**Directions for this task:**
Within the records below, filter for lines carrying the word "Resolve" and copy them.

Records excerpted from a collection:
//! tvlink CLI - Host for the playback session controller
//!
//! Features:
//! - Inspect the media source a play request would load
//! - Resolve DRM key material into its engine configuration
//! - Probe a stream URL with the player's HTTP transport settings
//! - Run a scripted session against a simulated engine

use clap::{Parser, Subcommand};
use std::path::PathBuf;
use tracing_subscriber::EnvFilter;
use tvlink_core::PlayerConfig;

mod commands;
mod engine;
mod output;

/// tvlink CLI - Playback session toolkit
#[derive(Parser)]
#[command(name = "tvlink-cli")]
#[command(version)]
#[command(about = "Playback session controller host and stream toolkit", long_about = None)]
struct Cli {
    /// Enable verbose output
    #[arg(short, long)]
    verbose: bool,

    /// Emit logs as JSON
    #[arg(long)]
    json_logs: bool,

    /// Output format (text, json)
    #[arg(short, long, default_value = "text")]
    format: String,

    /// Player configuration file (JSON)
    #[arg(short, long)]
    config: Option<PathBuf>,

    #[command(subcommand)]
    command: Commands,
}

#[derive(Subcommand)]
enum Commands {
    /// Show the media source a play request would load
    Inspect {
        /// Stream URL
        url: String,

        #[command(flatten)]
        request: commands::RequestArgs,

        /// DRM key material (license URL or keyId:key)
        #[arg(long)]
        drm: Option<String>,

        /// Preferred quality (Auto, 720p, ...)
        #[arg(short, long)]
        quality: Option<String>,
    },

    /// Resolve DRM key material
    Drm {
        /// License URL, keyId:key or bare key
        key: String,
    },

    /// Fetch the start of a stream with the player's transport settings
    Probe {
        /// Stream URL
        url: String,

        #[command(flatten)]
        request: commands::RequestArgs,
    },

    /// Run a session reading JSON method calls from stdin
    Session {
        /// Start playing this URL, as if passed at view creation
        #[arg(long)]
        url: Option<String>,
    },
}

#[tokio::main]
async fn main() -> anyhow::Result<()> {
    let cli = Cli::parse();

    // Logs go to stderr so stdout stays machine-readable
    let level = if cli.verbose { "debug" } else { "info" };
    let filter = EnvFilter::try_from_default_env().unwrap_or_else(|_| EnvFilter::new(level));
    if cli.json_logs {
        tracing_subscriber::fmt()
            .json()
            .with_env_filter(filter)
            .with_writer(std::io::stderr)
            .init();
    } else {
        tracing_subscriber::fmt()
            .with_env_filter(filter)
            .with_writer(std::io::stderr)
            .init();
    }

    let config = match &cli.config {
        Some(path) => PlayerConfig::from_json(&std::fs::read_to_string(path)?)?,
        None => PlayerConfig::default(),
    };

    match cli.command {
        Commands::Inspect { url, request, drm, quality } => {
            commands::inspect(&config, &url, &request, drm, quality, &cli.format)?;
        }
        Commands::Drm { key } => {
            commands::drm(&key, &cli.format)?;
        }
        Commands::Probe { url, request } => {
            commands::probe(&config, &url, &request, &cli.format).await?;
        }
        Commands::Session { url } => {
            commands::session(config, url).await?;
        }
    }

    Ok(())
}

**Answer space:**
//! - Resolve DRM key material into its engine configuration
    /// Resolve DRM key material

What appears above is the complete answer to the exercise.